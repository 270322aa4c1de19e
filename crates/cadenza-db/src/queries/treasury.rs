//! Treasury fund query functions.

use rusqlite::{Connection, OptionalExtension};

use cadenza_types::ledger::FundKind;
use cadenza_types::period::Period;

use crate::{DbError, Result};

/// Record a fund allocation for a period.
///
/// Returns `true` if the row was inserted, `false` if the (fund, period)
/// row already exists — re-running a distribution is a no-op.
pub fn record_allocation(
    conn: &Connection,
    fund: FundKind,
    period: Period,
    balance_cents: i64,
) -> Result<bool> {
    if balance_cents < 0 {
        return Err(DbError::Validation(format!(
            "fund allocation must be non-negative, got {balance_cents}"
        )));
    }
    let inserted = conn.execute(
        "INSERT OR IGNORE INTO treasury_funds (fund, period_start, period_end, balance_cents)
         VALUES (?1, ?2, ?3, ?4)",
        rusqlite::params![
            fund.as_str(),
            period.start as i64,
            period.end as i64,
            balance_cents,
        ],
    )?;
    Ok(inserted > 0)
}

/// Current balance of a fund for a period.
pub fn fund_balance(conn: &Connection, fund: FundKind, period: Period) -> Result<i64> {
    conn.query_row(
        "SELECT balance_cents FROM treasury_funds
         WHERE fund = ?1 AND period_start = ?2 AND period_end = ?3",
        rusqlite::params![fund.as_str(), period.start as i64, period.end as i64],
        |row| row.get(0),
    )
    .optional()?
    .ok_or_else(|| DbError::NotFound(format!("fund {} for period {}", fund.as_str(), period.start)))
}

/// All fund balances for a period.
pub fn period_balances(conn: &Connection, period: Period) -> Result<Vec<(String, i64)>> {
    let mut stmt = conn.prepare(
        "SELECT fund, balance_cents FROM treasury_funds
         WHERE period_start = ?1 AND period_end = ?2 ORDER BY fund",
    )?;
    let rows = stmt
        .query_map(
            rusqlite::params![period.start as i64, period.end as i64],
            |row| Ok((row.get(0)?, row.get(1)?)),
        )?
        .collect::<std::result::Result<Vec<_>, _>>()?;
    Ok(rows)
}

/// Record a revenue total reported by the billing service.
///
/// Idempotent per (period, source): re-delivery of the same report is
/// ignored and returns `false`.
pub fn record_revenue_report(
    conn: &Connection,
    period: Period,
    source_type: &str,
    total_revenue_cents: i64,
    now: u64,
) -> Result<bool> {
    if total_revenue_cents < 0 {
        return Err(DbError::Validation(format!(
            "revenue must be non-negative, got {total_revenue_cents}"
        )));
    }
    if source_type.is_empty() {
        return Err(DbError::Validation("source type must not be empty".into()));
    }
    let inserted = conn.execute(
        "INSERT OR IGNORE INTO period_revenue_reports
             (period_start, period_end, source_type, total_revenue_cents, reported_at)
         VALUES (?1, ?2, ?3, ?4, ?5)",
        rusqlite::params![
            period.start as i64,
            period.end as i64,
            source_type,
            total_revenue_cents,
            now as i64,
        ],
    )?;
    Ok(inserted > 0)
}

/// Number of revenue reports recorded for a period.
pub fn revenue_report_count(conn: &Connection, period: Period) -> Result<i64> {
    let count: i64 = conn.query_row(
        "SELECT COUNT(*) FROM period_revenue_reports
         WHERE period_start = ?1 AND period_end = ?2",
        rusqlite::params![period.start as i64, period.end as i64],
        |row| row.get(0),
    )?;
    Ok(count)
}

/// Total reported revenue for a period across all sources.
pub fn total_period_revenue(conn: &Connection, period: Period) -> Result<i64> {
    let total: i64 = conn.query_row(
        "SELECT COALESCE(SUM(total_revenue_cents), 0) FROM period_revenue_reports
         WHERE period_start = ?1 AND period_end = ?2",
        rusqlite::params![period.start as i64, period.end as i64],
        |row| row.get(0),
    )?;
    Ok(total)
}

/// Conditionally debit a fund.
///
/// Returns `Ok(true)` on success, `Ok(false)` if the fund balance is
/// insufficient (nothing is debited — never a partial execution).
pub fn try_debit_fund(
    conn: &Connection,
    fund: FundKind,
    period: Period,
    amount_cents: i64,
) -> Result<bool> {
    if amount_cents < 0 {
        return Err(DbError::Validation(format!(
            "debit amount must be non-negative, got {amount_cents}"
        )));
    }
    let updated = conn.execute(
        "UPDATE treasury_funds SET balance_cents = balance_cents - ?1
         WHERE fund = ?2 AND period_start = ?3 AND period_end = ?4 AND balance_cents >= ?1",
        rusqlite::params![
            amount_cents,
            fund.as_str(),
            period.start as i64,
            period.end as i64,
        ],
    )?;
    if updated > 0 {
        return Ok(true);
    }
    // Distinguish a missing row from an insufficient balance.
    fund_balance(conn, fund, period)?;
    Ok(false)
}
==========
Exercise requirements :: Could you write out exactly the lines above, starting at the first one and ending with the line that has "the (fund, period)"?

Answer below ::
repository 270322aa4c1de19e
filename crates/cadenza-db/src/queries/treasury.rs
//! Treasury fund query functions.

use rusqlite::{Connection, OptionalExtension};

use cadenza_types::ledger::FundKind;
use cadenza_types::period::Period;

use crate::{DbError, Result};

/// Record a fund allocation for a period.
///
/// Returns `true` if the row was inserted, `false` if the (fund, period)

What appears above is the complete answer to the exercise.